Lopez's family is not going to let cancer win, even though it took Lopez - a daughter, wife and mother - away from them.

"My attitude is that as long as we keep fighting, cancer hasn't won," Wenzel said. "The minute we stop doing something, it's like saying that you give up, and cancer wins. There are too many families that are facing this."

Through Lopez's battle with cancer, her family became connected with research groups and the BloodCenter of Wisconsin. They decided to do something to prevent other families from going through what they went through. Thus was Trees of Hope Wisconsin born.

With the help of 65 business partners donating everything from Brewers memorabilia and vacation tickets to wreaths, the group was able to breathe life into the holidays. The pre-decorated trees of hope were auctioned to eager bidders.

The second annual fundraiser had a guest who, like Lopez, battled leukemia. His name is Tony Nevarre, and he was diagnosed in May of 2011.

Nevarre battled the cancer, which left him in a coma for 24 days, eventually beating the disease last December and returning to teach at Homestead High School this year.

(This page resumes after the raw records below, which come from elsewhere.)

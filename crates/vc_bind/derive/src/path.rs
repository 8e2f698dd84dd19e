//! Paths of the items generated code refers to.

use proc_macro2::TokenStream;
use quote::quote;

/// The path of `vc_bind` as seen from the invoking crate.
///
/// Reads the invoking crate's manifest, so it is resolved once per
/// invocation and passed around.
pub(crate) fn vc_bind() -> syn::Path {
    vc_macro_utils::Manifest::shared(|manifest| manifest.get_crate_path("vc_bind"))
}

#[inline(always)]
pub(crate) fn macro_exports_(vc_bind_path: &syn::Path) -> TokenStream {
    quote! {
        #vc_bind_path::__macro_exports
    }
}

#[cfg(feature = "auto_register")]
#[inline(always)]
pub(crate) fn auto_register_(vc_bind_path: &syn::Path) -> TokenStream {
    quote! {
        #vc_bind_path::__macro_exports::auto_register
    }
}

The most important thing people can do to cope with the disease is talk, he said. Social networks helped him connect with his family.

"You're fighting this horrible disease, and you feel like you're doing it on your own," he added.

Both Lopez and Nevarre were able to find a perfect bone marrow donor. Both of the donors, however, were from out of the country.

Nevarre pushes heavily for people to volunteer to get on the bone marrow donation registry. He also argues for people to donate blood, citing the hundreds of blood transfusions he went through in his treatment.

"It's so great to think that I can see my daughter every day because of some stranger in another country being on the registry," Nevarre said.